Exercise goal:
Answer with a bare number: the count of lines in the records below that have the word "returned".

[Stored data entries]

§ §

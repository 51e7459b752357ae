//! Access control gate
//!
//! Resolves the caller behind a bearer token and authorizes operations
//! against the four-tier capability ladder. The authorization decision
//! itself is a pure function of (caller, tier) — see [`Caller::authorize`]
//! — this service only adds the storage lookups that keep roles fresh.

use crate::{
    error::{AppError, AppResult},
    models::user::{Caller, Claims, Tier},
    repository::Repository,
};

#[derive(Clone)]
pub struct AccessService {
    repository: Repository,
}

impl AccessService {
    pub fn new(repository: Repository) -> Self {
        Self { repository }
    }

    /// Resolve the caller behind validated claims.
    ///
    /// The role is re-read from storage on every request, so a promotion
    /// applies to requests already holding an older token. A token whose
    /// user no longer exists resolves to `None` — a session may outlive
    /// its account, and that caller is simply anonymous again.
    pub async fn resolve(&self, claims: &Claims) -> AppResult<Option<Caller>> {
        let role = self.repository.users.get_role(claims.user_id).await?;
        Ok(role.map(|role| Caller {
            user_id: claims.user_id,
            role,
        }))
    }

    /// Resolve the caller and require at least `tier`.
    pub async fn require(&self, claims: &Claims, tier: Tier) -> AppResult<Caller> {
        let caller = self.resolve(claims).await?.ok_or_else(|| {
            tracing::debug!(user_id = claims.user_id, "token references a deleted user");
            AppError::Authentication("Not logged in".to_string())
        })?;

        caller.authorize(tier)?;
        Ok(caller)
    }
}
//! Issue tracking endpoints

use axum::{
    extract::{Path, State},
    Json,
};
use serde::Serialize;
use utoipa::ToSchema;

use crate::{
    error::AppResult,
    models::{issue::IssueDetails, user::Tier},
};

use super::AuthenticatedUser;

/// Return confirmation
#[derive(Serialize, ToSchema)]
pub struct ReturnResponse {
    pub status: String,
}

/// List the caller's active issues, most recent first
#[utoipa::path(
    get,
    path = "/my-books",
    tag = "borrowing",
    security(("bearer_auth" = [])),
    responses(
        (status = 200, description = "Active issues of the caller", body = Vec<IssueDetails>),
        (status = 401, description = "Not authenticated")
    )
)]
pub async fn my_books(
    State(state): State<crate::AppState>,
    AuthenticatedUser(claims): AuthenticatedUser,
) -> AppResult<Json<Vec<IssueDetails>>> {
    let caller = state.services.access.require(&claims, Tier::Authenticated).await?;

    let issues = state.services.borrowing.my_books(&caller).await?;
    Ok(Json(issues))
}

/// Return a borrowed book
#[utoipa::path(
    post,
    path = "/issues/{id}/return",
    tag = "borrowing",
    security(("bearer_auth" = [])),
    params(
        ("id" = i32, Path, description = "Issue ID")
    ),
    responses(
        (status = 200, description = "Book returned", body = ReturnResponse),
        (status = 401, description = "Not authenticated"),
        (status = 403, description = "No active issue with this id belongs to the caller")
    )
)]
pub async fn return_book(
    State(state): State<crate::AppState>,
    AuthenticatedUser(claims): AuthenticatedUser,
    Path(issue_id): Path<i32>,
) -> AppResult<Json<ReturnResponse>> {
    let caller = state.services.access.require(&claims, Tier::Authenticated).await?;

    state.services.borrowing.return_book(&caller, issue_id).await?;

    Ok(Json(ReturnResponse {
        status: "returned".to_string(),
    }))
}

/// Full issue history, most recent first
#[utoipa::path(
    get,
    path = "/issues",
    tag = "issues",
    security(("bearer_auth" = [])),
    responses(
        (status = 200, description = "All issues, active and returned", body = Vec<IssueDetails>),
        (status = 403, description = "Librarian privileges required")
    )
)]
pub async fn list_issues(
    State(state): State<crate::AppState>,
    AuthenticatedUser(claims): AuthenticatedUser,
) -> AppResult<Json<Vec<IssueDetails>>> {
    state.services.access.require(&claims, Tier::Librarian).await?;

    let issues = state.services.borrowing.issue_history().await?;
    Ok(Json(issues))
}

/// Active issues of a book (who has it out)
#[utoipa::path(
    get,
    path = "/books/{id}/issues",
    tag = "issues",
    security(("bearer_auth" = [])),
    params(
        ("id" = i32, Path, description = "Book ID")
    ),
    responses(
        (status = 200, description = "Active issues of the book", body = Vec<IssueDetails>),
        (status = 403, description = "Librarian privileges required"),
        (status = 404, description = "Book not found")
    )
)]
pub async fn book_issues(
    State(state): State<crate::AppState>,
    AuthenticatedUser(claims): AuthenticatedUser,
    Path(book_id): Path<i32>,
) -> AppResult<Json<Vec<IssueDetails>>> {
    state.services.access.require(&claims, Tier::Librarian).await?;

    let issues = state.services.borrowing.book_issues(book_id).await?;
    Ok(Json(issues))
}
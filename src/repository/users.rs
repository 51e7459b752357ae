//! Users repository for database operations

use sqlx::{Pool, Postgres};

use crate::{
    error::{AppError, AppResult},
    models::user::{Role, User},
};

#[derive(Clone)]
pub struct UsersRepository {
    pool: Pool<Postgres>,
}

impl UsersRepository {
    pub fn new(pool: Pool<Postgres>) -> Self {
        Self { pool }
    }

    /// Insert a new member account with a pre-hashed password.
    pub async fn create(&self, name: &str, email: &str, password_hash: &str) -> AppResult<User> {
        sqlx::query_as::<_, User>(
            r#"
            INSERT INTO users (name, email, password_hash)
            VALUES ($1, $2, $3)
            RETURNING *
            "#,
        )
        .bind(name)
        .bind(email)
        .bind(password_hash)
        .fetch_one(&self.pool)
        .await
        .map_err(|e| {
            if let sqlx::Error::Database(db) = &e {
                if db.constraint() == Some("users_uc_email") {
                    return AppError::DuplicateEmail;
                }
            }
            AppError::Database(e)
        })
    }

    /// Get user by ID
    pub async fn get_by_id(&self, id: i32) -> AppResult<User> {
        sqlx::query_as::<_, User>("SELECT * FROM users WHERE id = $1")
            .bind(id)
            .fetch_optional(&self.pool)
            .await?
            .ok_or_else(|| AppError::NotFound(format!("User with id {} not found", id)))
    }

    /// Get user by email for login.
    ///
    /// Returns `None` for unknown addresses; the caller folds that into the
    /// same error as a wrong password.
    pub async fn get_by_email(&self, email: &str) -> AppResult<Option<User>> {
        let user = sqlx::query_as::<_, User>(
            "SELECT * FROM users WHERE LOWER(email) = LOWER($1)",
        )
        .bind(email)
        .fetch_optional(&self.pool)
        .await?;

        Ok(user)
    }

    /// Current role straight from storage, `None` when the user is gone.
    pub async fn get_role(&self, id: i32) -> AppResult<Option<Role>> {
        let role = sqlx::query_scalar::<_, Role>("SELECT role FROM users WHERE id = $1")
            .bind(id)
            .fetch_optional(&self.pool)
            .await?;

        Ok(role)
    }

    pub async fn update_password(&self, id: i32, password_hash: &str) -> AppResult<()> {
        sqlx::query("UPDATE users SET password_hash = $1 WHERE id = $2")
            .bind(password_hash)
            .bind(id)
            .execute(&self.pool)
            .await?;
        Ok(())
    }

    pub async fn set_role(&self, id: i32, role: Role) -> AppResult<()> {
        sqlx::query("UPDATE users SET role = $1 WHERE id = $2")
            .bind(role)
            .bind(id)
            .execute(&self.pool)
            .await?;
        Ok(())
    }

    /// All users, newest first
    pub async fn list(&self) -> AppResult<Vec<User>> {
        let users = sqlx::query_as::<_, User>("SELECT * FROM users ORDER BY created_at DESC")
            .fetch_all(&self.pool)
            .await?;
        Ok(users)
    }
}
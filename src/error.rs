//! Error types for the Biblion server

use axum::{
    http::StatusCode,
    response::{IntoResponse, Response},
    Json,
};
use serde::Serialize;
use thiserror::Error;

/// Main application error type
#[derive(Error, Debug)]
pub enum AppError {
    #[error("Authentication failed: {0}")]
    Authentication(String),

    /// Identical message for unknown email and wrong password, so accounts
    /// cannot be enumerated through the login form.
    #[error("Invalid email or password")]
    InvalidCredentials,

    #[error("Forbidden: {0}")]
    Forbidden(String),

    #[error("Not found: {0}")]
    NotFound(String),

    #[error("Validation error: {0}")]
    Validation(String),

    #[error("Email address is already in use")]
    DuplicateEmail,

    #[error("No copies of this book are available")]
    NoCopiesAvailable,

    #[error("This book is already issued to you")]
    AlreadyIssued,

    #[error("Database error: {0}")]
    Database(#[from] sqlx::Error),

    #[error("Internal server error: {0}")]
    Internal(String),
}

impl AppError {
    /// Stable machine-readable kind for the response body
    pub fn kind(&self) -> &'static str {
        match self {
            AppError::Authentication(_) => "authentication",
            AppError::InvalidCredentials => "invalid_credentials",
            AppError::Forbidden(_) => "forbidden",
            AppError::NotFound(_) => "not_found",
            AppError::Validation(_) => "validation",
            AppError::DuplicateEmail => "duplicate_email",
            AppError::NoCopiesAvailable => "no_copies_available",
            AppError::AlreadyIssued => "already_issued",
            AppError::Database(_) => "storage",
            AppError::Internal(_) => "internal",
        }
    }

    fn status(&self) -> StatusCode {
        match self {
            AppError::Authentication(_) | AppError::InvalidCredentials => StatusCode::UNAUTHORIZED,
            AppError::Forbidden(_) => StatusCode::FORBIDDEN,
            AppError::NotFound(_) => StatusCode::NOT_FOUND,
            AppError::Validation(_) => StatusCode::BAD_REQUEST,
            AppError::DuplicateEmail | AppError::NoCopiesAvailable | AppError::AlreadyIssued => {
                StatusCode::CONFLICT
            }
            AppError::Database(_) | AppError::Internal(_) => StatusCode::INTERNAL_SERVER_ERROR,
        }
    }
}

/// Error response body
#[derive(Serialize, utoipa::ToSchema)]
pub struct ErrorResponse {
    pub error: String,
    pub message: String,
}

impl IntoResponse for AppError {
    fn into_response(self) -> Response {
        // Persistence failures are never surfaced verbatim: log and mask.
        let message = match &self {
            AppError::Database(e) => {
                tracing::error!("Database error: {:?}", e);
                "Internal server error".to_string()
            }
            AppError::Internal(msg) => {
                tracing::error!("Internal error: {}", msg);
                "Internal server error".to_string()
            }
            other => other.to_string(),
        };

        let body = Json(ErrorResponse {
            error: self.kind().to_string(),
            message,
        });

        (self.status(), body).into_response()
    }
}

impl From<validator::ValidationErrors> for AppError {
    fn from(errors: validator::ValidationErrors) -> Self {
        AppError::Validation(errors.to_string())
    }
}

/// Result type alias for application operations
pub type AppResult<T> = Result<T, AppError>;

#[cfg(test)]
mod tests {
    use super::*;

    #[test]
    fn domain_conflicts_map_to_409() {
        assert_eq!(AppError::DuplicateEmail.status(), StatusCode::CONFLICT);
        assert_eq!(AppError::NoCopiesAvailable.status(), StatusCode::CONFLICT);
        assert_eq!(AppError::AlreadyIssued.status(), StatusCode::CONFLICT);
    }

    #[test]
    fn credential_failures_share_one_message() {
        // Whether the email or the password was wrong must be
        // indistinguishable from the outside.
        assert_eq!(
            AppError::InvalidCredentials.to_string(),
            "Invalid email or password"
        );
        assert_eq!(AppError::InvalidCredentials.status(), StatusCode::UNAUTHORIZED);
    }

    #[test]
    fn storage_errors_are_masked() {
        let response = AppError::Database(sqlx::Error::PoolClosed).into_response();
        assert_eq!(response.status(), StatusCode::INTERNAL_SERVER_ERROR);
    }

    #[test]
    fn forbidden_maps_to_403() {
        let err = AppError::Forbidden("Librarian privileges required".to_string());
        assert_eq!(err.status(), StatusCode::FORBIDDEN);
    }
}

§ §

Answer area:
3